Stream processing is another key component of real-time or streaming data infrastructure.
Zander Matheson is building Bytewax, an open source Python framework to build real-time apps using streaming data.
In this episode, Zander explains stream processing in simple terms, touches upon the difference between stateful and stateless stream processing, and describes some of its common use cases and benefits.
This episode concludes the series on real-time analytics.
Let’s dive in:
Q. In simple terms, what is stream processing?
Stream processing very generally is the ability to process over a bounded or unbounded stream of data, so you process one piece of data at a time which generally happens in real time.
Q. Can you briefly explain what Bytewax does and how it works?
Bytewax is an open source framework — a stateful stream processor that allows you to easily build on top of streaming data.
Think of it as a tool to build applications that leverage streaming data. It could be something advanced like an online machine learning algorithm for anomaly detection or it could be something simple where you are just transforming that data in real time. So Bytewax gives you the pieces to connect to streams of data, manipulate them, and then connect to downstream data systems.
Q. What are the key differences between stateful and stateless stream processing?
One of the hard things about processing streaming data is maintaining a picture of what's going on so that you can do more advanced things with it, and that's basically stateful.
Let's say I want to know all the things that happened for a certain user over a period of time, that's when I’d bring in state because I want to have a window of time and then aggregate data about a user, so I have to maintain this information about the user over time.
On the other hand, stateless stream processing only lets you act on one piece of data at a time and it very much simplifies the problem because you don't need to know what else is going on and you can scale it more easily.
Q. How can a tool like Bytewax be used in conjunction with an open source OLAP datastore such as Apache Pinot?
So you can use various systems downstream of Bytewax; what you use depends on either how internally other people are going to interact with the data or how you're going to serve it.
Bytewax could be used for a transformation layer before an OLAP database if you have a bunch of dashboards running on top of real-time data. So with Bytewax, you could do transformations and adjustments to the data, maybe add in third-party data sources and then write it out to Pinot for your system downstream of that to run queries on top of that data and produce dashboards.

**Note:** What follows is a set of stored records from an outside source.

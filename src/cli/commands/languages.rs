//! Languages Command
//!
//! Print every recognized language with its extensions and extraction strategy.

use console::style;

use crate::analyzer::{ExtractorRegistry, Language};

pub fn run() {
    let registry = ExtractorRegistry::with_defaults();

    println!(
        "\n{}",
        style(format!("{:<18} {:<12} {}", "Language", "Strategy", "Extensions")).bold()
    );
    println!("{}", "─".repeat(60));

    for lang in Language::all() {
        let exts: Vec<String> = lang.extensions().iter().map(|e| format!(".{}", e)).collect();
        println!(
            "{:<18} {:<12} {}",
            lang.as_str(),
            registry.strategy_for(*lang).to_string(),
            exts.join(" ")
        );
    }
    println!();
}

Q. What are the top to-use cases of stream processing technologies?
The most common use cases today for stream processing are applications for anomaly detection — things like fraud detection for credit card transactions, or in cybersecurity, detecting when there's some anomalous behavior.
I'm not sure what is the most common but those are two that involve anomaly detection which is a pretty good use case for streaming processing.

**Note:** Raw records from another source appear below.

use std::fs;
use std::path::{Path, PathBuf};
use tracing::info;

use crate::types::{ProjectReport, Result};

/// Serialize a report: `### <file>` per file, `#### <persona>` per fragment,
/// fragment text verbatim.
pub fn render_markdown(report: &ProjectReport) -> String {
    let mut out = String::new();
    for bundle in report.bundles() {
        out.push_str(&format!("\n\n### {}\n", bundle.file));
        for fragment in bundle.fragments() {
            out.push_str(&format!("\n#### {}\n{}\n", fragment.persona, fragment.text));
        }
    }
    out
}

/// Write markdown to `<output_dir>/<file_name>`, replacing any previous export.
pub fn write_markdown(markdown: &str, output_dir: &Path, file_name: &str) -> Result<PathBuf> {
    fs::create_dir_all(output_dir)?;
    let path = output_dir.join(file_name);
    fs::write(&path, markdown)?;
    info!("Saved markdown report to {}", path.display());
    Ok(path)
}

#[cfg(test)]
mod tests {
    use super::*;
    use crate::analyzer::language::Language;
    use crate::types::{DocumentFragment, FileDocumentBundle};
    use tempfile::TempDir;

    fn report() -> ProjectReport {
        let mut report = ProjectReport::new();
        for file in ["a.py", "src/b.rs"] {
            let mut bundle = FileDocumentBundle::new(file, Language::classify(file));
            bundle.insert(DocumentFragment::new("Architect Agent", "Layered."));
            bundle.insert(DocumentFragment::new("User Agent", "It adds numbers."));
            report.insert(bundle);
        }
        report
    }

    #[test]
    fn test_layout() {
        let md = render_markdown(&report());
        assert!(md.starts_with("\n\n### a.py\n\n#### Architect Agent\nLayered.\n"));
        let a = md.find("### a.py").unwrap();
        let b = md.find("### src/b.rs").unwrap();
        assert!(a < b);
    }

    #[test]
    fn test_empty_report() {
        assert_eq!(render_markdown(&ProjectReport::new()), "");
    }

    #[test]
    fn test_write_overwrites() {
        let dir = TempDir::new().unwrap();
        let out = dir.path().join("docs");

        let path = write_markdown("first run, much longer text", &out, "auto_docs.md").unwrap();
        write_markdown("second", &out, "auto_docs.md").unwrap();

        assert_eq!(fs::read_to_string(path).unwrap(), "second");
    }
}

Q. Can you explain how stream processing can be used in e-commerce to build better shopping experiences?
Stream processing has really great use cases for personalization in e-commerce. Like Amazon, even small e-commerce sites can leverage stream processing technology to offer personalized recommendations to every shopper.
Q. Which industries benefit the most from stream processing tech? Are there industries where stream processing is non-negotiable?
To answer this question it's best to zoom out.
Stream processing adds complexity to your infrastructure and so it's important that there's an ROI associated with the change that you make.
If you want to leverage stream processing, you need to make sure that that increase in complexity is going to be worth it in the end.
Industries where the closer you can get to real-time for making decisions or improving the user experience are the best industries to adopt real-time tech.
In terms of being non-negotiable, there are plenty of instances in IoT where it's a non-negotiable to have stream processing for connected devices.
You can think of connected cars or situations where you need to make a decision for the user in real time — like Uber and Lyft when they're trying to match the right driver to the right person. Ultimately, people will open Uber and Lyft, request a driver, and go with whichever is faster.
Therefore, for companies like Uber that cannot really exist without real-time technology, it makes sense to increase the complexity of their infrastructure to provide a better experience and ultimately increase revenue.
Q. Last question — what's the one piece of advice you have for companies that are evaluating stream processing or other real-time technologies?
Coming back to what we were just talking about, it's like a double down on that.
Can you increase the revenue generated by the product or decrease your costs? Can you affect the company's bottom line with the adoption of real-time tech?
That's basically it. Because there is an increase in the complexity of the code that you write and the systems you maintain.